Construction du pigeonnier XVIIe siècle (≈ 1750)
Édification du monument à Larressingle.
5 août 1988
Classement Monument Historique
Classement Monument Historique 5 août 1988 (≈ 1988)
Protection officielle par arrêté ministériel.
Aujourd'hui
Aujourd'hui
Aujourd'hui Aujourd'hui (≈ 2025)
Position de référence.
Patrimoine classé
Pigeonnier du Peneau (cad. A 263) : classement par arrêté du 5 août 1988
Personnages clés
Information non disponible - Aucun personnage cité
Les sources ne mentionnent aucun acteur historique.

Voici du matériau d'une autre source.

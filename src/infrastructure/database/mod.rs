//! SQLite store implementations.

pub mod checkpoint_repo;
pub mod connection;
pub mod idempotency_repo;
pub mod job_repo;
pub mod key_repo;
pub mod run_repo;
pub mod utils;

pub use checkpoint_repo::SqliteCheckpointStore;
pub use connection::DatabaseConnection;
pub use idempotency_repo::SqliteIdempotencyStore;
pub use job_repo::SqliteJobQueue;
pub use key_repo::SqliteSigningKeyStore;
pub use run_repo::SqliteRunRepository;
//! End-to-end orchestrator behavior over in-memory stores: approval
//! gating, checkpointing, soft-failing tests, and terminal-state rules.

mod helpers;

use gwi::domain::models::approval::{ApproverRole, Scope};
use gwi::domain::models::run::{RunStatus, RunType, StepStatus};
use gwi::domain::ports::{CheckpointStore, RunRepository};
use gwi::infrastructure::crypto::content_hash;
use serde_json::json;

use helpers::core::{TestCore, TEST_KEY_ID};
use helpers::fixtures::{approval_skeleton, pending_run, RecordingSandbox, ScriptedAgent};

fn standard_plan() -> serde_json::Value {
    json!({
        "summary": "fix the null check in parser",
        "branch": "gwi/fix-42",
        "test_command": "cargo test",
        "declared_scopes": [],
    })
}

/// Approvals covering a full autopilot run, signed by a non-actor.
fn approve_all(core: &TestCore, run_id: uuid::Uuid, plan: &serde_json::Value) {
    core.sign_and_write(approval_skeleton(
        run_id,
        "u-reviewer",
        ApproverRole::Maintainer,
        vec![Scope::Commit, Scope::Push, Scope::OpenPr],
        &content_hash(plan),
        TEST_KEY_ID,
    ));
}

#[tokio::test]
async fn autopilot_runs_all_phases_and_checkpoints() {
    let plan = standard_plan();
    let core = TestCore::new(
        ScriptedAgent::autopilot(plan.clone()),
        RecordingSandbox::new(),
    )
    .await;

    let run = pending_run("t-1", RunType::Autopilot, "u-1");
    core.run_repo.insert(&run).await.unwrap();
    approve_all(&core, run.id, &plan);

    let finished = core.orchestrator.execute(run.id, None).await.unwrap();
    assert_eq!(finished.status, RunStatus::Completed);
    assert!(finished.error.is_none());
    assert_eq!(finished.steps.len(), 5);
    assert!(finished
        .steps
        .iter()
        .all(|s| s.status == StepStatus::Completed));

    // One checkpoint per phase, flags per the pipeline table.
    let checkpoints = core.checkpoints.list(run.id).await.unwrap();
    assert_eq!(checkpoints.len(), 5);
    let by_id = |id: &str| checkpoints.iter().find(|c| c.step_id == id).unwrap();
    assert!(by_id("analyze").idempotent);
    assert!(by_id("plan").idempotent);
    assert!(!by_id("apply").idempotent);
    assert!(by_id("test").idempotent);
    assert!(!by_id("publish").idempotent);
    assert!(checkpoints.iter().all(|c| c.resumable));

    // The patch went through the sandbox exactly once.
    assert_eq!(core.sandbox.write_count(), 1);
    assert_eq!(core.agent.call_count("publish"), 1);

    // The result carries the accumulated state.
    let result = finished.result.unwrap();
    assert_eq!(result["publish"]["pr_url"], json!("https://github.com/org/repo/pull/7"));
}

#[tokio::test]
async fn missing_approval_fails_before_any_write() {
    // S5: no approval files at all.
    let core = TestCore::new(
        ScriptedAgent::autopilot(standard_plan()),
        RecordingSandbox::new(),
    )
    .await;

    let run = pending_run("t-1", RunType::Autopilot, "u-1");
    core.run_repo.insert(&run).await.unwrap();

    let finished = core.orchestrator.execute(run.id, None).await.unwrap();
    assert_eq!(finished.status, RunStatus::Failed);
    let error = finished.error.unwrap();
    assert!(error.contains("--scopes commit,push"), "error was: {error}");

    // Nothing reached the workspace.
    assert_eq!(core.sandbox.write_count(), 0);
    assert_eq!(core.agent.call_count("apply"), 0);

    // analyze and plan checkpoints survive for a later resume.
    let checkpoints = core.checkpoints.list(run.id).await.unwrap();
    let ids: Vec<&str> = checkpoints.iter().map(|c| c.step_id.as_str()).collect();
    assert_eq!(ids, vec!["analyze", "plan"]);
}

#[tokio::test]
async fn tampered_approval_counts_as_absent() {
    // S6: scopes extended after signing.
    let plan = standard_plan();
    let core = TestCore::new(
        ScriptedAgent::autopilot(plan.clone()),
        RecordingSandbox::new(),
    )
    .await;

    let run = pending_run("t-1", RunType::Autopilot, "u-1");
    core.run_repo.insert(&run).await.unwrap();

    let mut approval = approval_skeleton(
        run.id,
        "u-reviewer",
        ApproverRole::Maintainer,
        vec![Scope::Commit, Scope::Push],
        &content_hash(&plan),
        TEST_KEY_ID,
    );
    gwi::infrastructure::crypto::sign_approval(&mut approval, &core.signing_key);
    approval.scopes_approved.push(Scope::OpenPr);
    core.write_raw(&approval);

    let finished = core.orchestrator.execute(run.id, None).await.unwrap();
    assert_eq!(finished.status, RunStatus::Failed);
    assert!(finished.error.unwrap().contains("--scopes commit,push"));
    assert_eq!(core.sandbox.write_count(), 0);
}

#[tokio::test]
async fn mismatched_intent_hash_is_ignored() {
    // Approving plan A must not authorize executing plan B.
    let plan = standard_plan();
    let core = TestCore::new(
        ScriptedAgent::autopilot(plan.clone()),
        RecordingSandbox::new(),
    )
    .await;

    let run = pending_run("t-1", RunType::Autopilot, "u-1");
    core.run_repo.insert(&run).await.unwrap();

    let other_plan = json!({"summary": "a different plan entirely"});
    core.sign_and_write(approval_skeleton(
        run.id,
        "u-reviewer",
        ApproverRole::Maintainer,
        vec![Scope::Commit, Scope::Push, Scope::OpenPr],
        &content_hash(&other_plan),
        TEST_KEY_ID,
    ));

    let finished = core.orchestrator.execute(run.id, None).await.unwrap();
    assert_eq!(finished.status, RunStatus::Failed);
    assert_eq!(core.sandbox.write_count(), 0);
}

#[tokio::test]
async fn self_approval_is_rejected() {
    // S7: the actor signs their own run.
    let plan = standard_plan();
    let core = TestCore::new(
        ScriptedAgent::autopilot(plan.clone()),
        RecordingSandbox::new(),
    )
    .await;

    let run = pending_run("t-1", RunType::Autopilot, "u-1");
    core.run_repo.insert(&run).await.unwrap();

    core.sign_and_write(approval_skeleton(
        run.id,
        "u-1",
        ApproverRole::Owner,
        vec![Scope::Commit, Scope::Push, Scope::OpenPr],
        &content_hash(&plan),
        TEST_KEY_ID,
    ));

    let finished = core.orchestrator.execute(run.id, None).await.unwrap();
    assert_eq!(finished.status, RunStatus::Failed);
    assert!(finished
        .error
        .unwrap()
        .contains("same actor cannot approve own run"));
}

#[tokio::test]
async fn failing_tests_annotate_but_do_not_fail_the_run() {
    let plan = standard_plan();
    let core = TestCore::new(
        ScriptedAgent::autopilot(plan.clone()),
        RecordingSandbox::failing_tests(),
    )
    .await;

    let run = pending_run("t-1", RunType::Autopilot, "u-1");
    core.run_repo.insert(&run).await.unwrap();
    approve_all(&core, run.id, &plan);

    let finished = core.orchestrator.execute(run.id, None).await.unwrap();
    assert_eq!(finished.status, RunStatus::Completed);
    assert_eq!(core.agent.call_count("publish"), 1);

    let result = finished.result.unwrap();
    assert_eq!(result["test"]["tests_passed"], json!(false));
    assert!(result["annotations"]
        .as_array()
        .unwrap()
        .iter()
        .any(|a| a.as_str() == Some("tests failed")));
}

#[tokio::test]
async fn failing_tests_fail_the_run_when_configured() {
    let plan = standard_plan();
    let mut config = gwi::domain::models::config::OrchestratorConfig::default();
    config.fail_run_on_test_failure = true;

    let core = TestCore::with_config(
        ScriptedAgent::autopilot(plan.clone()),
        RecordingSandbox::failing_tests(),
        config,
    )
    .await;

    let run = pending_run("t-1", RunType::Autopilot, "u-1");
    core.run_repo.insert(&run).await.unwrap();
    approve_all(&core, run.id, &plan);

    let finished = core.orchestrator.execute(run.id, None).await.unwrap();
    assert_eq!(finished.status, RunStatus::Failed);
    assert_eq!(core.agent.call_count("publish"), 0);
}

#[tokio::test]
async fn phase_failure_preserves_earlier_checkpoints() {
    // No scripted output for "plan" makes that phase fail.
    let agent = ScriptedAgent::new().with_phase("analyze", json!({"ok": true}));
    let core = TestCore::new(agent, RecordingSandbox::new()).await;

    let run = pending_run("t-1", RunType::Autopilot, "u-1");
    core.run_repo.insert(&run).await.unwrap();

    let finished = core.orchestrator.execute(run.id, None).await.unwrap();
    assert_eq!(finished.status, RunStatus::Failed);
    assert!(finished.error.unwrap().contains("plan"));

    let checkpoints = core.checkpoints.list(run.id).await.unwrap();
    assert_eq!(checkpoints.len(), 1);
    assert_eq!(checkpoints[0].step_id, "analyze");
}

#[tokio::test]
async fn terminal_runs_never_transition_back() {
    let core = TestCore::new(ScriptedAgent::new(), RecordingSandbox::new()).await;

    let mut run = pending_run("t-1", RunType::Autopilot, "u-1");
    core.run_repo.insert(&run).await.unwrap();

    run.status = RunStatus::Running;
    core.run_repo.update(&run).await.unwrap();
    run.status = RunStatus::Completed;
    core.run_repo.update(&run).await.unwrap();

    run.status = RunStatus::Running;
    let err = core.run_repo.update(&run).await.unwrap_err();
    assert!(err.to_string().contains("terminal"));

    let stored = core.run_repo.get(run.id).await.unwrap().unwrap();
    assert_eq!(stored.status, RunStatus::Completed);
}

#[tokio::test]
async fn cancelled_runs_are_not_executed() {
    let core = TestCore::new(ScriptedAgent::new(), RecordingSandbox::new()).await;

    let run = pending_run("t-1", RunType::Autopilot, "u-1");
    core.run_repo.insert(&run).await.unwrap();
    core.orchestrator.cancel_run(run.id).await.unwrap();

    let finished = core.orchestrator.execute(run.id, None).await.unwrap();
    assert_eq!(finished.status, RunStatus::Cancelled);
    assert!(core.agent.calls().is_empty());
}

#[tokio::test]
async fn triage_runs_only_analyze() {
    let core = TestCore::new(
        ScriptedAgent::new().with_phase("analyze", json!({"classification": "question"})),
        RecordingSandbox::new(),
    )
    .await;

    let run = pending_run("t-1", RunType::Triage, "u-1");
    core.run_repo.insert(&run).await.unwrap();

    let finished = core.orchestrator.execute(run.id, None).await.unwrap();
    assert_eq!(finished.status, RunStatus::Completed);
    assert_eq!(finished.steps.len(), 1);
    assert_eq!(core.agent.calls(), vec!["analyze".to_string()]);
}
//! SQLite connection pool management.
//!
//! WAL mode for concurrent readers, NORMAL synchronous, foreign keys on,
//! busy timeout to ride out lock contention between workers.

use std::str::FromStr;
use std::time::Duration;

use sqlx::sqlite::{
    SqliteConnectOptions, SqliteJournalMode, SqlitePool, SqlitePoolOptions, SqliteSynchronous,
};

use crate::domain::error::StoreError;

/// Database connection pool manager.
pub struct DatabaseConnection {
    pool: SqlitePool,
}

impl DatabaseConnection {
    /// Create a new connection pool.
    ///
    /// `database_url` is a SQLite URL, e.g. `sqlite:.gwi/gwi.db` or
    /// `sqlite::memory:`.
    pub async fn new(database_url: &str) -> Result<Self, StoreError> {
        Self::with_max_connections(database_url, 10).await
    }

    pub async fn with_max_connections(
        database_url: &str,
        max_connections: u32,
    ) -> Result<Self, StoreError> {
        let options = SqliteConnectOptions::from_str(database_url)
            .map_err(|e| StoreError::ConnectionFailed(format!("invalid database URL: {e}")))?
            .journal_mode(SqliteJournalMode::Wal)
            .synchronous(SqliteSynchronous::Normal)
            .foreign_keys(true)
            .busy_timeout(Duration::from_secs(5))
            .create_if_missing(true);

        let pool = SqlitePoolOptions::new()
            .max_connections(max_connections)
            .acquire_timeout(Duration::from_secs(10))
            .connect_with(options)
            .await
            .map_err(|e| StoreError::ConnectionFailed(format!("failed to create pool: {e}")))?;

        Ok(Self { pool })
    }

    /// Apply pending migrations. Safe to call repeatedly.
    pub async fn migrate(&self) -> Result<(), StoreError> {
        sqlx::migrate!("./migrations")
            .run(&self.pool)
            .await
            .map_err(|e| StoreError::MigrationFailed(e.to_string()))?;
        Ok(())
    }

    pub fn pool(&self) -> &SqlitePool {
        &self.pool
    }

    /// Close all connections. Call during shutdown.
    pub async fn close(&self) {
        self.pool.close().await;
    }
}

#[cfg(test)]
mod tests {
    use super::*;

    #[tokio::test]
    async fn connection_and_migration() {
        let db = DatabaseConnection::with_max_connections("sqlite::memory:", 1)
            .await
            .expect("failed to create connection");
        db.migrate().await.expect("failed to run migrations");

        let tables: Vec<(String,)> = sqlx::query_as(
            "SELECT name FROM sqlite_master WHERE type='table' AND name NOT LIKE 'sqlite_%' \
             AND name != '_sqlx_migrations' ORDER BY name",
        )
        .fetch_all(db.pool())
        .await
        .expect("failed to list tables");

        let names: Vec<String> = tables.into_iter().map(|t| t.0).collect();
        for expected in [
            "checkpoints",
            "durable_jobs",
            "idempotency_records",
            "runs",
            "signing_keys",
        ] {
            assert!(names.contains(&expected.to_string()), "missing {expected}");
        }

        db.close().await;
    }
}
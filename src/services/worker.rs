//! Worker loop.
//!
//! A worker runs startup recovery once, then claims durable jobs and
//! drives each claimed run through the orchestrator. Failed jobs go
//! back to the queue while their attempt budget allows; a job whose
//! payload cannot even be decoded goes to the dead-letter state.

use std::sync::Arc;

use serde_json::Value;
use tracing::{error, info, instrument, warn};

use self::cancellation::CancellationFlag;

use crate::domain::error::StoreError;
use crate::domain::models::checkpoint::ResumeContext;
use crate::domain::models::config::WorkerConfig;
use crate::domain::models::job::{job_types, DurableJob, JobStatus};
use crate::domain::ports::job_queue::JobQueue;

use super::heartbeat::HeartbeatService;
use super::orchestrator::RunOrchestrator;
use super::recovery::{RecoveryOrchestrator, RecoverySummary};

/// Cancellation flag shared between the claim loop and `stop()`.
mod cancellation {
    use std::sync::atomic::{AtomicBool, Ordering};
    use std::sync::Arc;

    #[derive(Clone, Default)]
    pub struct CancellationFlag(Arc<AtomicBool>);

    impl CancellationFlag {
        pub fn new() -> Self {
            Self::default()
        }

        pub fn cancel(&self) {
            self.0.store(true, Ordering::SeqCst);
        }

        pub fn is_cancelled(&self) -> bool {
            self.0.load(Ordering::SeqCst)
        }
    }
}

pub struct Worker {
    queue: Arc<dyn JobQueue>,
    orchestrator: Arc<RunOrchestrator>,
    recovery: Arc<RecoveryOrchestrator>,
    heartbeat: Arc<HeartbeatService>,
    config: WorkerConfig,
    stop: CancellationFlag,
}

impl Worker {
    pub fn new(
        queue: Arc<dyn JobQueue>,
        orchestrator: Arc<RunOrchestrator>,
        recovery: Arc<RecoveryOrchestrator>,
        heartbeat: Arc<HeartbeatService>,
        config: WorkerConfig,
    ) -> Self {
        Self {
            queue,
            orchestrator,
            recovery,
            heartbeat,
            config,
            stop: CancellationFlag::new(),
        }
    }

    pub fn owner_id(&self) -> &str {
        self.heartbeat.owner_id()
    }

    /// Request a graceful stop; the loop exits after the current job.
    pub fn stop(&self) {
        self.stop.cancel();
    }

    /// Startup recovery pass. Runs before the first claim.
    pub async fn recover(&self) -> Result<RecoverySummary, StoreError> {
        self.recovery.recover().await
    }

    /// Claim and execute jobs until stopped.
    #[instrument(skip(self), fields(owner_id = %self.owner_id()))]
    pub async fn run_loop(&self) -> Result<(), StoreError> {
        info!("worker loop started");
        let poll_interval = std::time::Duration::from_millis(self.config.poll_interval_ms);

        while !self.stop.is_cancelled() {
            match self.run_once().await {
                Ok(true) => {}
                Ok(false) => tokio::time::sleep(poll_interval).await,
                Err(e) if e.is_transient() => {
                    warn!(error = %e, "transient store error in worker loop");
                    tokio::time::sleep(poll_interval).await;
                }
                Err(e) => return Err(e),
            }
        }

        self.heartbeat.shutdown();
        info!("worker loop stopped");
        Ok(())
    }

    /// Claim and execute at most one job. Returns whether a job was
    /// claimed.
    pub async fn run_once(&self) -> Result<bool, StoreError> {
        let job = self
            .queue
            .claim(
                self.owner_id(),
                &[job_types::EXECUTE_RUN, job_types::RESUME_RUN],
            )
            .await?;

        let Some(job) = job else {
            return Ok(false);
        };

        self.execute_job(job).await?;
        Ok(true)
    }

    async fn execute_job(&self, job: DurableJob) -> Result<(), StoreError> {
        info!(job_id = %job.id, job_type = %job.job_type, "job claimed");
        self.queue.start(job.id).await?;

        let Some(run_id) = job.run_id else {
            // Without a run id there is nothing to retry against.
            self.queue
                .to_dead_letter(job.id, "job carries no run_id")
                .await?;
            return Ok(());
        };

        let resume = match decode_resume_context(&job) {
            Ok(resume) => resume,
            Err(message) => {
                error!(job_id = %job.id, error = %message, "job payload is malformed");
                self.queue.to_dead_letter(job.id, &message).await?;
                return Ok(());
            }
        };

        match self.orchestrator.execute(run_id, resume).await {
            Ok(run) => {
                self.queue
                    .complete(job.id, Some(serde_json::json!({"status": run.status})))
                    .await?;
                Ok(())
            }
            Err(e) => {
                let status = self.queue.fail(job.id, &e.to_string()).await?;
                if status == JobStatus::Pending {
                    warn!(job_id = %job.id, error = %e, "job failed, requeued");
                } else {
                    error!(job_id = %job.id, error = %e, "job failed permanently");
                }
                Ok(())
            }
        }
    }
}

fn decode_resume_context(job: &DurableJob) -> Result<Option<ResumeContext>, String> {
    if job.job_type != job_types::RESUME_RUN {
        return Ok(None);
    }
    let raw = job
        .payload
        .get("resume_context")
        .cloned()
        .unwrap_or(Value::Null);
    if raw.is_null() {
        return Err("resume job carries no resume_context".to_string());
    }
    serde_json::from_value(raw)
        .map(Some)
        .map_err(|e| format!("malformed resume_context: {e}"))
}

#[cfg(test)]
mod tests {
    use super::*;
    use crate::domain::models::checkpoint::ResumeMode;
    use serde_json::json;

    #[test]
    fn execute_jobs_have_no_resume_context() {
        let job = DurableJob::new(job_types::EXECUTE_RUN, "t-1", json!({}));
        assert!(decode_resume_context(&job).unwrap().is_none());
    }

    #[test]
    fn resume_jobs_require_a_context() {
        let job = DurableJob::new(job_types::RESUME_RUN, "t-1", json!({}));
        assert!(decode_resume_context(&job).is_err());

        let ctx = ResumeContext {
            mode: ResumeMode::FromCheckpoint,
            resume_step_id: "apply".to_string(),
            skip_step_ids: vec!["analyze".to_string()],
            carry_forward_state: None,
        };
        let job = DurableJob::new(
            job_types::RESUME_RUN,
            "t-1",
            json!({"resume_context": serde_json::to_value(&ctx).unwrap()}),
        );
        let decoded = decode_resume_context(&job).unwrap().unwrap();
        assert_eq!(decoded.resume_step_id, "apply");
    }
}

Origine et histoire du pigeonnier du Peneau
Le pigeonnier du Peneau, situé à Larressingle dans le Gers, est un monument historique classé depuis 1988. Construit au XVIIe siècle, il se caractérise par sa forme cylindrique surmontée d’une coupole hémisphérique, elle-même couronnée par un lanterneau. L’édifice repose sur une corniche évidée, tandis qu’un larmier de pierre protège les maçonneries des eaux de ruissellement et des rongeurs. Son architecture est remarquable par la présence de 400 boulins – niches trapézoïdales destinées aux pigeons – aménagés dans les murs intérieurs. Ce type de pigeonnier voûté, combinant fonctionnalité agricole et élégance architecturale, reste relativement rare dans la région.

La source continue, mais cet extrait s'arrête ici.